The Jan. 6 attack on Congress takes its place next to the other terrible national traumas of the past 60 years — the JFK assassination, the race riots of 1967-68, the Challenger space shuttle crash and 9/11. Like those other shocks to our national consciousness, Jan. 6 demands a seminal, sweeping account of what happened and why, a summation that anchors how that day is remembered for generations to come.
The reports of the Warren Commission (the assassination of President John F. Kennedy), the Kerner Commission (Black uprisings in Detroit, Newark, New Jersey and other cities), the Rogers Commission (the Challenger failure), and the 9/11 Commission run by former New Jersey Gov. Tom Kean and former Indiana Rep. Lee Hamilton are essential reference points. Born of months of dogged research fortified by subpoena power and testimony under oath, these accounts transcend the books and lawsuits, congressional hearings and contemporaneous journalism of their time. They comprise the official memory of history we dare not forget.
Some say the political atmosphere now is too toxic, the level of disinformation too extreme to establish an inquiry into Jan. 6, whose conclusions will command the same respect as these four legendary presidential commissions.
This is nonsense. It should be remembered how "toxic" the atmosphere was when these other commissions did their work, and how susceptible the nation was then to easy answers and lies.
Congress authorized the 9/11 Commission just one month after the U.S. began its ill-fated war in Iraq. The Kerner Commission met at the height of the Vietnam War protests, when tens of thousands were angry and in the streets.

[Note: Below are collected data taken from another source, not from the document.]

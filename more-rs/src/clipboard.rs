//! Clipboard sink — spec.md §6 "`publish(plain, html)`".
//!
//! A trait so `selection.rs`'s copy path stays testable without a real OS
//! clipboard, backed by `arboard` the way the teacher's `net.rs` wraps its
//! transport behind a trait for the same reason.

use crate::error::ClipboardError;

/// Publishes a completed selection copy to an external clipboard.
pub trait ClipboardSink {
    /// Offer `plain` and `html` as alternative representations of the
    /// same copy (spec.md §6). A `ClipboardError` per spec.md §7 is
    /// silent to the caller beyond the `Result` — the viewport logs it to
    /// the status line only, never to stderr.
    fn publish(&mut self, plain: &str, html: &str) -> Result<(), ClipboardError>;
}

impl ClipboardSink for Box<dyn ClipboardSink> {
    fn publish(&mut self, plain: &str, html: &str) -> Result<(), ClipboardError> {
        (**self).publish(plain, html)
    }
}

/// `arboard`-backed clipboard. Most platforms accept only one "primary"
/// format per `set_*` call, so `publish` prefers HTML (with `plain` as its
/// alt-text fallback within the same clipboard entry) and falls back to a
/// plain `set_text` when the platform clipboard has no HTML support.
pub struct ArboardClipboard {
    inner: arboard::Clipboard,
}

impl ArboardClipboard {
    pub fn new() -> Result<Self, ClipboardError> {
        let inner = arboard::Clipboard::new().map_err(|_| ClipboardError)?;
        Ok(Self { inner })
    }
}

impl ClipboardSink for ArboardClipboard {
    fn publish(&mut self, plain: &str, html: &str) -> Result<(), ClipboardError> {
        if self.inner.set_html(html, Some(plain)).is_ok() {
            return Ok(());
        }
        self.inner.set_text(plain).map_err(|_| ClipboardError)
    }
}

/// Stand-in for hosts with no OS clipboard (e.g. no display server). Every
/// publish "fails" silently, the same outcome spec.md §7 already specifies
/// for an `ArboardClipboard` whose underlying `set_*` call fails — this
/// keeps clipboard unavailability from being a fatal startup condition.
pub struct NullClipboard;

impl ClipboardSink for NullClipboard {
    fn publish(&mut self, _plain: &str, _html: &str) -> Result<(), ClipboardError> {
        Err(ClipboardError)
    }
}
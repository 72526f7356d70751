//! Command-line argument parsing.
//!
//! Usage: `more [-b] [-dd] [-s] [-license] [-?] [file ...]`
//!
//! Hand-rolled rather than a derive-macro crate (spec.md §6 AMBIENT): five
//! flags and no subcommands is well under the complexity where a parsing
//! crate earns its keep, matching the teacher's own `parse_argv`.

// ── Public types ──────────────────────────────────────────────────────────

/// Parsed command-line arguments.
#[derive(Debug, Default, PartialEq, Eq)]
pub struct CliArgs {
    /// `-b`: basic enumeration — bare `open()`, a directory is an error.
    pub basic: bool,
    /// `-dd`: debug display — clears and redraws the whole viewport on
    /// every change, for auditing internal state.
    pub debug_display: bool,
    /// `-s`: directories expand recursively instead of one level deep.
    pub recursive: bool,
    /// `-license`: print the license text and exit.
    pub show_license: bool,
    /// `-?`: print usage and exit.
    pub show_help: bool,
    /// File/path patterns to page through; empty means stdin.
    pub paths: Vec<String>,
}

// ── Parsing ─────────────────────────────────────────────────────────────

/// Parse `std::env::args()` and return [`CliArgs`] or an error message.
pub fn parse_args() -> Result<CliArgs, String> {
    let raw: Vec<String> = std::env::args().collect();
    parse_argv(&raw[1..])
}

/// Parse a slice of argument strings (exposed for testing).
pub fn parse_argv(argv: &[String]) -> Result<CliArgs, String> {
    let mut args = CliArgs::default();
    let mut i = 0;

    while i < argv.len() {
        let arg = argv[i].as_str();
        match arg {
            "--" => {
                args.paths.extend(argv[i + 1..].iter().cloned());
                break;
            }
            "-b" => args.basic = true,
            "-dd" => args.debug_display = true,
            "-s" => args.recursive = true,
            "-license" => args.show_license = true,
            "-?" => args.show_help = true,
            "-" => args.paths.push(arg.to_owned()),
            _ if arg.starts_with('-') => return Err(format!("illegal option -- {arg}")),
            _ => args.paths.push(arg.to_owned()),
        }
        i += 1;
    }

    Ok(args)
}

/// Usage text for `-?`.
pub const USAGE: &str = "usage: more [-b] [-dd] [-s] [-license] [-?] [file ...]";

/// License text for `-license`.
pub const LICENSE: &str = "more-pager is distributed under the same terms as its upstream project.";

#[cfg(test)]
mod tests {
    use super::*;

    fn argv(args: &[&str]) -> Vec<String> {
        args.iter().map(|&s| s.to_owned()).collect()
    }

    #[test]
    fn empty_args_reads_stdin() {
        let a = parse_argv(&argv(&[])).unwrap();
        assert!(a.paths.is_empty());
        assert_eq!(a, CliArgs::default());
    }

    #[test]
    fn basic_flag() {
        let a = parse_argv(&argv(&["-b"])).unwrap();
        assert!(a.basic);
    }

    #[test]
    fn debug_display_flag() {
        let a = parse_argv(&argv(&["-dd"])).unwrap();
        assert!(a.debug_display);
    }

    #[test]
    fn recursive_flag() {
        let a = parse_argv(&argv(&["-s"])).unwrap();
        assert!(a.recursive);
    }

    #[test]
    fn license_flag() {
        let a = parse_argv(&argv(&["-license"])).unwrap();
        assert!(a.show_license);
    }

    #[test]
    fn help_flag() {
        let a = parse_argv(&argv(&["-?"])).unwrap();
        assert!(a.show_help);
    }

    #[test]
    fn combined_flags_and_paths() {
        let a = parse_argv(&argv(&["-b", "-s", "one.txt", "two.txt"])).unwrap();
        assert!(a.basic);
        assert!(a.recursive);
        assert_eq!(a.paths, vec!["one.txt", "two.txt"]);
    }

    #[test]
    fn dash_alone_is_a_path() {
        let a = parse_argv(&argv(&["-"])).unwrap();
        assert_eq!(a.paths, vec!["-"]);
    }

    #[test]
    fn double_dash_ends_flag_processing() {
        let a = parse_argv(&argv(&["--", "-b"])).unwrap();
        assert!(!a.basic);
        assert_eq!(a.paths, vec!["-b"]);
    }

    #[test]
    fn unknown_flag_is_an_error() {
        assert!(parse_argv(&argv(&["-z"])).is_err());
    }
}
pub struct ViewportState {
    width: usize,
    height: usize,
    display: Vec<DisplayRow>,
    /// Horizontal scroll offset in cells; does not affect `display`.
    h_offset: usize,
    lines_in_page: usize,
    total_lines_in_status: usize,
    out_of_memory: bool,
    use_filtered: bool,
}

impl ViewportState {
    pub fn new(width: usize, height: usize) -> Self {
        Self {
            width,
            height,
            display: Vec::with_capacity(height),
            h_offset: 0,
            lines_in_page: 0,
            total_lines_in_status: 0,
            out_of_memory: false,
            use_filtered: false,
        }
    }

    pub fn set_filter_active(&mut self, active: bool) {
        self.use_filtered = active;
    }

    pub fn lines_in_viewport(&self) -> usize {
        self.display.len()
    }

    pub fn display(&self) -> &[DisplayRow] {
        &self.display
    }

    pub fn h_offset(&self) -> usize {
        self.h_offset
    }

    pub fn out_of_memory(&self) -> bool {
        self.out_of_memory
    }

    /// Rows the viewport is sized to show — `display().len() < height()`
    /// means the buffer hasn't produced enough lines to fill it yet
    /// (`statusline.rs`'s "Awaiting data" state).
    pub fn height(&self) -> usize {
        self.height
    }

    pub fn use_filtered(&self) -> bool {
        self.use_filtered
    }

    fn store_next(&self, store: &LineStore, after: Option<&Arc<PhysicalLine>>) -> Option<Arc<PhysicalLine>> {
        store_next(store, after, self.use_filtered)
    }

    fn row_at(physical: &Arc<PhysicalLine>, index: usize, width: usize, matches: &dyn MatchSource, auto_wrap: bool) -> Option<DisplayRow> {
        row_at(physical, index, width, matches, auto_wrap)
    }

    fn next_row(&self, store: &LineStore, after: &DisplayRow, matches: &dyn MatchSource, auto_wrap: bool) -> Option<DisplayRow> {
        next_row(store, after, self.width, matches, auto_wrap, self.use_filtered)
    }

    fn prev_row(&self, store: &LineStore, before: &DisplayRow, matches: &dyn MatchSource, auto_wrap: bool) -> Option<DisplayRow> {
        prev_row(store, before, self.width, matches, auto_wrap, self.use_filtered)
    }

    /// Pull logical lines starting after the current bottom row, filling
    /// `display` up to `height` (spec.md §4.E: "`viewport_height −
    /// lines_in_page` logical lines"; `lines_in_page` is informational
    /// bookkeeping toward the status line's "page full" threshold here,
    /// since this viewport never blocks on a `--More--` prompt).
    pub fn add_new_lines_at_bottom(&mut self, store: &LineStore, matches: &dyn MatchSource, auto_wrap: bool) -> ConsoleOps {
        let mut ops = ConsoleOps::new();
        let mut pulled = 0usize;

        if self.display.is_empty() {
            let Some(first) = self.store_next(store, None) else { return ops };
            let Some(row) = Self::row_at(&first, 0, self.width, matches, auto_wrap) else {
                self.out_of_memory = true;
                return ops;
            };
            self.push_row(row, &mut ops);
            pulled += 1;
        }

        while self.display.len() < self.height {
            let last = self.display.last().expect("just populated or non-empty").clone();
            let Some(next) = self.next_row(store, &last, matches, auto_wrap) else { break };
            self.push_row(next, &mut ops);
            pulled += 1;
        }
        self.lines_in_page += pulled;
        ops
    }

    fn push_row(&mut self, row: DisplayRow, ops: &mut ConsoleOps) {
        let y = self.display.len() as u16;
        ops.push(ConsoleOp::WriteText { x: 0, y, text: row.text.clone() });
        self.display.push(row);
    }

    /// Scroll the window down by `n` logical lines (later content moves
    /// into view at the bottom); clamps to end-of-buffer.
    pub fn move_down(&mut self, n: usize, store: &LineStore, matches: &dyn MatchSource, auto_wrap: bool) -> ConsoleOps {
        let mut ops = ConsoleOps::new();
        let mut advanced = 0;
        for _ in 0..n {
            let Some(last) = self.display.last().cloned() else { break };
            let Some(next) = self.next_row(store, &last, matches, auto_wrap) else { break };
            if !self.display.is_empty() {
                self.display.remove(0);
            }
            self.display.push(next);
            advanced += 1;
        }
        if advanced > 0 {
            ops.push(ConsoleOp::ScrollRegion { rows: advanced as i32 });
            let base = self.display.len().saturating_sub(advanced);
            for (i, row) in self.display[base..].iter().enumerate() {
                ops.push(ConsoleOp::WriteText { x: 0, y: (base + i) as u16, text: row.text.clone() });
            }
        }
        ops
    }

    /// Scroll the window up by `n` logical lines (earlier content moves
    /// into view at the top).
    pub fn move_up(&mut self, n: usize, store: &LineStore, matches: &dyn MatchSource, auto_wrap: bool) -> ConsoleOps {
        let mut ops = ConsoleOps::new();
        let mut prepended = 0;
        for _ in 0..n {
            let Some(first) = self.display.first().cloned() else { break };
            let Some(prev) = self.prev_row(store, &first, matches, auto_wrap) else { break };
            self.display.insert(0, prev);
            if self.display.len() > self.height {
                self.display.pop();
            }
            prepended += 1;
        }
        if prepended > 0 {
            ops.push(ConsoleOp::ScrollRegion { rows: -(prepended as i32) });
            for (i, row) in self.display.iter().take(prepended).enumerate() {
                ops.push(ConsoleOp::WriteText { x: 0, y: i as u16, text: row.text.clone() });
            }
        }
        ops
    }

    /// Shift the console window horizontally; does not change `display`.
    pub fn move_left(&mut self, n: usize) -> ConsoleOps {
        self.h_offset = self.h_offset.saturating_sub(n);
        vec![]
    }

    pub fn move_right(&mut self, n: usize) -> ConsoleOps {
        self.h_offset += n;
        vec![]
    }

    /// Clear the display array and rebuild it from logical lines
    /// generated at or before `anchor` (used on resize and filter change).
    pub fn regenerate(&mut self, anchor: Option<Arc<PhysicalLine>>, store: &LineStore, matches: &dyn MatchSource, auto_wrap: bool) -> ConsoleOps {
        self.display.clear();
        self.lines_in_page = 0;
        let mut ops = vec![ConsoleOp::FillCells { x: 0, y: 0, count: (self.width * self.height) as u16, ch: ' ', attr: Attr::DEFAULT }];

        let start = anchor.or_else(|| self.store_next(store, None));
        let Some(start) = start else { return ops };
        let Some(mut row) = Self::row_at(&start, 0, self.width, matches, auto_wrap) else {
            self.out_of_memory = true;
            return ops;
        };
        loop {
            self.push_row(row.clone(), &mut ops);
            if self.display.len() >= self.height {
                break;
            }
            match self.next_row(store, &row, matches, auto_wrap) {
                Some(next) => row = next,
                None => break,
            }
        }
        ops
    }

    /// Reallocate `display` for a new size. If the width is unchanged,
    /// preserve existing logical lines (extend or truncate); otherwise
    /// capture the top-visible physical line as anchor and regenerate.
    pub fn resize(&mut self, new_width: usize, new_height: usize, store: &LineStore, matches: &dyn MatchSource, auto_wrap: bool) -> ConsoleOps {
        if new_width == self.width {
            self.height = new_height;
            if self.display.len() > new_height {
                self.display.truncate(new_height);
                vec![]
            } else {
                self.add_new_lines_at_bottom(store, matches, auto_wrap)
            }
        } else {
            let anchor = self.display.first().map(|r| r.physical_line.clone());
            self.width = new_width;
            self.height = new_height;
            self.regenerate(anchor, store, matches, auto_wrap)
        }
    }

    pub fn reset_page(&mut self) {
        self.lines_in_page = 0;
    }

    pub fn total_lines_in_status(&self) -> usize {
        self.total_lines_in_status
    }

    pub fn set_total_lines_in_status(&mut self, n: usize) {
        self.total_lines_in_status = n;
    }

    /// Single entry point matching spec.md §4.E's
    /// `dispatch(event) -> ConsoleOps`.
    pub fn dispatch(&mut self, event: ViewportEvent, store: &LineStore, matches: &dyn MatchSource, auto_wrap: bool) -> ConsoleOps {
        match event {
            ViewportEvent::AddNewLinesAtBottom => self.add_new_lines_at_bottom(store, matches, auto_wrap),
            ViewportEvent::MoveDown(n) => self.move_down(n, store, matches, auto_wrap),
            ViewportEvent::MoveUp(n) => self.move_up(n, store, matches, auto_wrap),
            ViewportEvent::MoveLeft(n) => self.move_left(n),
            ViewportEvent::MoveRight(n) => self.move_right(n),
            ViewportEvent::Regenerate { anchor } => self.regenerate(anchor, store, matches, auto_wrap),
            ViewportEvent::Resize { width, height } => self.resize(width, height, store, matches, auto_wrap),
        }
    }
}
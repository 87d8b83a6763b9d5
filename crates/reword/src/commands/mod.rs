//! Subcommands of the `reword` binary.

pub mod languages;
pub mod outline;
pub mod translate;
pub mod typegen;

use crate::error::Error;
use std::io::Read;
use std::path::Path;

/// Read a file, or stdin when `path` is `-`.
pub(crate) fn read_input(path: &Path) -> Result<String, Error> {
    if path.as_os_str() == "-" {
        let mut buf = String::new();
        std::io::stdin()
            .read_to_string(&mut buf)
            .map_err(|source| Error::Read {
                path: path.to_path_buf(),
                source,
            })?;
        return Ok(buf);
    }
    std::fs::read_to_string(path).map_err(|source| Error::Read {
        path: path.to_path_buf(),
        source,
    })
}

/// Write `content` to `path`, creating parent directories.
pub(crate) fn write_output(path: &Path, content: &str) -> Result<(), Error> {
    let write_err = |source| Error::Write {
        path: path.to_path_buf(),
        source,
    };
    if let Some(parent) = path.parent().filter(|p| !p.as_os_str().is_empty()) {
        std::fs::create_dir_all(parent).map_err(write_err)?;
    }
    std::fs::write(path, content).map_err(write_err)
}
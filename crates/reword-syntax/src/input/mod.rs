//! Input readers - lex source text into trees.

#[cfg(feature = "read-java")]
pub mod java;

#[cfg(feature = "read-java")]
pub use java::{JAVA_READER, JavaGrammar, JavaReader, java_grammar, read_java};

Earl Warren, the ex-California governor and U.S. Supreme Court chief justice, led the JFK investigation when billboards proliferated across the county calling for his impeachment. His team put to rest a cottage industry of conspiracy theories, despite doubters to this day.
In each case, it was the sterling quality of the impartial commissioners that made their conclusions trustworthy. They considered their service to be a profound act of patriotism.
In the JFK investigation, in addition to Warren, there were two sitting senators and two congressmen of opposing parties (one was Gerald Ford), along with then-CIA Director Allen Dulles. Illinois Gov. Otto Kerner had among his 11 commissioners the mayor of New York, the executive director of the NAACP and a captain of industry, the founder of Litton Industries. One of the Challenger commissioners, Nobel Prize-winning physicist Richard Feynman, explained what brought down the shuttle by dunking defective O-ring material in a glass of ice water in a televised hearing. The 9/11 Commission included a former Watergate prosecutor, Richard Ben-Veniste, and the longest-serving governor of Illinois, Republican "Big Jim" Thompson, each with a decided independent streak.
To compose a Jan. 6 Commission of similar gravitas, a few initial steps would be necessary. The first is to remove House Speaker Nancy Pelosi as the guiding force behind the effort. Pelosi's proposed lineup of seven sitting Democratic members of Congress pitted against four Republicans is exactly the wrong way to go. The commission cannot appear to be a Trump impeachment by another name.